Monday, September 26, 2005

ADS - Iraq War Prospects Are Bleak: Ex-Officer

Arizona Daily Star (Tucson)
July 19, 2005


Iraq War Prospects Are Bleak: Ex-Officer

By Cox News Service

WASHINGTON - The war in Iraq is stretching U.S. military forces and equipment toward a "meltdown" that could require force reductions in Iraq by next summer, retired Army Gen. Barry McCaffrey told the Senate Foreign Relations Committee on Monday.

With an estimated 20,000 armed insurgents backed by perhaps 80,000 active sympathizers, the United States should not pull back until Iraqi security forces are trained and able to take their place, McCaffrey said.

"The United States Army and Marine Corps are incapable of sustaining this campaign," McCaffrey said, adding that similar stresses are being imposed upon equipment. "We are running our capital fleet into the ground."

McCaffrey, a retired four-star general who commanded a massive tank unit in the 1991 Gulf War, visited Iraq in June to assess the U.S. mission there.

He did not advocate a time line for pulling down U.S. forces and he warned against a premature reduction in troop levels before Iraqi forces are able to secure the country on their own.

U.S. forces have been engaged in a program to help train and equip thousands of Iraqi army and police forces.

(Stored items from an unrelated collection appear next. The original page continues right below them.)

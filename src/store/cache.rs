//! The response cache: absolute URL → raw response bytes.
//!
//! No size limit, no expiry, no revalidation — see the open questions this
//! freezes. A single [`std::sync::Mutex`] guards the map; enumeration clones
//! the key list under the lock and releases it immediately, so a slow caller
//! iterating the snapshot never blocks a concurrent insert.

use std::{
    collections::HashMap,
    sync::{Arc, Mutex},
};

#[derive(Clone, Default)]
pub struct CacheStore {
    entries: Arc<Mutex<HashMap<String, Vec<u8>>>>,
}

impl CacheStore {
    pub fn new() -> Self {
        Self::default()
    }

    /// Looks up the raw response bytes stored for `url`, if any.
    pub fn lookup(&self, url: &str) -> Option<Vec<u8>> {
        self.entries.lock().unwrap().get(url).cloned()
    }

    /// Stores `bytes` under `url`, replacing any previous entry whole.
    pub fn insert(&self, url: String, bytes: Vec<u8>) {
        self.entries.lock().unwrap().insert(url, bytes);
    }

    /// Snapshot of every cached URL.
    pub fn enumerate(&self) -> Vec<String> {
        self.entries.lock().unwrap().keys().cloned().collect()
    }

    pub fn len(&self) -> usize {
        self.entries.lock().unwrap().len()
    }

    pub fn is_empty(&self) -> bool {
        self.len() == 0
    }

    pub fn purge(&self) {
        self.entries.lock().unwrap().clear();
    }
}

There are about 127,000 U.S. troops in Iraq now, according to the Pentagon.
President Bush has said that he would increase that level if asked to do so by commanders, who have reserved the option of adding troops this fall, if necessary, to secure the constitutional referendum and elections. Commanders beefed up forces to nearly 160,000 for national elections last January.

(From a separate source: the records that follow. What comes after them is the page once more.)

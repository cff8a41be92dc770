//! The `CONNECT` path: policy check, upstream dial, `200` acknowledgement,
//! opaque bidirectional relay. Grounded in `_handle_client`'s `CONNECT`
//! branch and `_relay_bidirectional` in the reference implementation.

use tokio::{
    io::{AsyncReadExt, AsyncWriteExt},
    net::TcpStream,
    time::timeout,
};

use crate::{
    errors::{respond, ErrorKind},
    limits::ConnLimits,
    store::{Action, DenylistStore, LogStore},
};

/// Runs the `CONNECT` tunnel to completion: writes the handshake response
/// (or a synthetic error) to `client`, then — once established — relays raw
/// bytes in both directions until either side closes, errors, or both sides
/// go idle past the tunnel timeout.
pub async fn tunnel(
    client: &mut TcpStream,
    client_addr: &str,
    target: &str,
    limits: &ConnLimits,
    denylist: &DenylistStore,
    log: &LogStore,
) {
    let Some((host, port)) = split_target(target) else {
        respond(client, client_addr, target, ErrorKind::BadConnectTarget, log).await;
        return;
    };

    let display_url = format!("https://{host}/");

    if denylist.contains(&host) {
        respond(client, client_addr, &display_url, ErrorKind::BlockedConnect, log).await;
        return;
    }

    let mut upstream = match timeout(
        limits.connect_timeout,
        TcpStream::connect((host.as_str(), port)),
    )
    .await
    {
        Ok(Ok(stream)) => stream,
        Ok(Err(e)) => {
            respond(client, client_addr, &display_url, ErrorKind::ConnectUpstreamFailed(e), log).await;
            return;
        }
        Err(_) => {
            let timed_out = std::io::Error::new(std::io::ErrorKind::TimedOut, "connect timed out");
            respond(client, client_addr, &display_url, ErrorKind::ConnectUpstreamFailed(timed_out), log).await;
            return;
        }
    };

    if client
        .write_all(b"HTTP/1.1 200 Connection Established\r\n\r\n")
        .await
        .is_err()
    {
        return;
    }
    log.append(client_addr, &display_url, Action::Connect);

    relay(client, &mut upstream, limits).await;

    log.append(client_addr, &display_url, Action::Tunnel);
}

/// Splits `host:port` on the first `:`, parsing the port as a decimal
/// integer.
fn split_target(target: &str) -> Option<(String, u16)> {
    let (host, port) = target.split_once(':')?;
    let port = port.parse::<u16>().ok()?;
    Some((host.to_string(), port))
}

/// Readiness-based bidirectional relay over a single task: races a read on
/// each side against a shared idle timeout so a stalled direction never
/// blocks the other.
async fn relay(client: &mut TcpStream, upstream: &mut TcpStream, limits: &ConnLimits) {
    let mut client_buf = vec![0u8; limits.relay_chunk_size];
    let mut upstream_buf = vec![0u8; limits.relay_chunk_size];

    loop {
        let wait = tokio::time::sleep(limits.tunnel_idle_timeout);
        tokio::select! {
            result = client.read(&mut client_buf) => {
                match result {
                    Ok(0) | Err(_) => return,
                    Ok(n) => {
                        if upstream.write_all(&client_buf[..n]).await.is_err() {
                            return;
                        }
                    }
                }
            }
            result = upstream.read(&mut upstream_buf) => {
                match result {
                    Ok(0) | Err(_) => return,
                    Ok(n) => {
                        if client.write_all(&upstream_buf[..n]).await.is_err() {
                            return;
                        }
                    }
                }
            }
            _ = wait => return,
        }
    }
}

#[cfg(test)]
mod tests {
    use super::*;

    #[test]
    fn splits_host_and_decimal_port() {
        assert_eq!(
            split_target("example.test:443"),
            Some(("example.test".to_string(), 443))
        );
    }

    #[test]
    fn rejects_non_numeric_port() {
        assert_eq!(split_target("example.test:notanumber"), None);
    }

    #[test]
    fn rejects_missing_colon() {
        assert_eq!(split_target("example.test"), None);
    }
}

"In the last analysis, it will be the Iraqi people who will defeat the insurgency, and it will very likely take them some time," said Defense Secretary Donald Rumsfeld, who has said it could take 12 years to defeat the insurgents.

"Our task is to create an environment that they're able to go forward with the progress they-'re currently making," Rumsfeld told reporters at the Pentagon.

Rumsfeld reiterated that Iraq's security and political situation would dictate how long U.S. forces remain.

With U.S. public support for the war waning, "We're in a race against time," McCaffrey said. "We're running out of domestic political support nationally."

McCaffrey said Rumsfeld is not facing facts concerning the physical limits of the U.S. deployment and its impact on the military.

"Secretary Rumsfeld is in denial of the evidence in front of his eyes," said McCaffrey, currently an adjunct professor of international relations at the U.S. Military Academy at West Point.

I'm really starting to like McCaffrey's presidential possibilities, he's telling the truth about sustaining force levels that the administration seems to be completely in denial about. I know he held a high appointment in the Clinton administration but am unsure if he's actually a registered Democrat. If so, he could be the mainstream candidate that the Democrat Party hasn't managed to nominate in the last two presidential election cycles.